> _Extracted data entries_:
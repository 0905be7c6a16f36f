pub mod auth_handlers;
pub mod poll_handlers;
pub mod user_handlers;
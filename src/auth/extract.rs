use axum::{
    extract::FromRequestParts,
    http::{header, request::Parts, HeaderMap},
};
use std::convert::Infallible;

use crate::{error::AppError, AppState};

/// The authenticated identity carried by a bearer token. Handlers and
/// resolvers trust it as-is; no further identity checks are performed.
#[derive(Debug, Clone)]
pub struct AuthUser {
    pub id: i64,
    pub email: String,
}

/// Like `AuthUser` but never rejects; used by endpoints that behave
/// differently for anonymous and authenticated callers (e.g. poll listings
/// annotating the viewer's own vote).
#[derive(Debug, Clone)]
pub struct MaybeAuthUser(pub Option<AuthUser>);

pub fn bearer_token(headers: &HeaderMap) -> Option<&str> {
    headers
        .get(header::AUTHORIZATION)?
        .to_str()
        .ok()?
        .strip_prefix("Bearer ")
}

impl FromRequestParts<AppState> for AuthUser {
    type Rejection = AppError;

    async fn from_request_parts(
        parts: &mut Parts,
        state: &AppState,
    ) -> Result<Self, Self::Rejection> {
        let token = bearer_token(&parts.headers)
            .ok_or_else(|| AppError::Unauthenticated("Access token required".to_string()))?;

        state
            .auth_service
            .validate_token(token)
            .map_err(|_| AppError::Unauthenticated("Invalid or expired token".to_string()))
    }
}

impl FromRequestParts<AppState> for MaybeAuthUser {
    type Rejection = Infallible;

    async fn from_request_parts(
        parts: &mut Parts,
        state: &AppState,
    ) -> Result<Self, Self::Rejection> {
        let user = bearer_token(&parts.headers)
            .and_then(|token| state.auth_service.validate_token(token).ok());

        Ok(MaybeAuthUser(user))
    }
}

> _Exercise aim_: I need every line of the data that has the word "MaybeAuthUser"; please list them.

> _Result for this exercise_:
pub struct MaybeAuthUser(pub Option<AuthUser>);
impl FromRequestParts<AppState> for MaybeAuthUser {
        Ok(MaybeAuthUser(user))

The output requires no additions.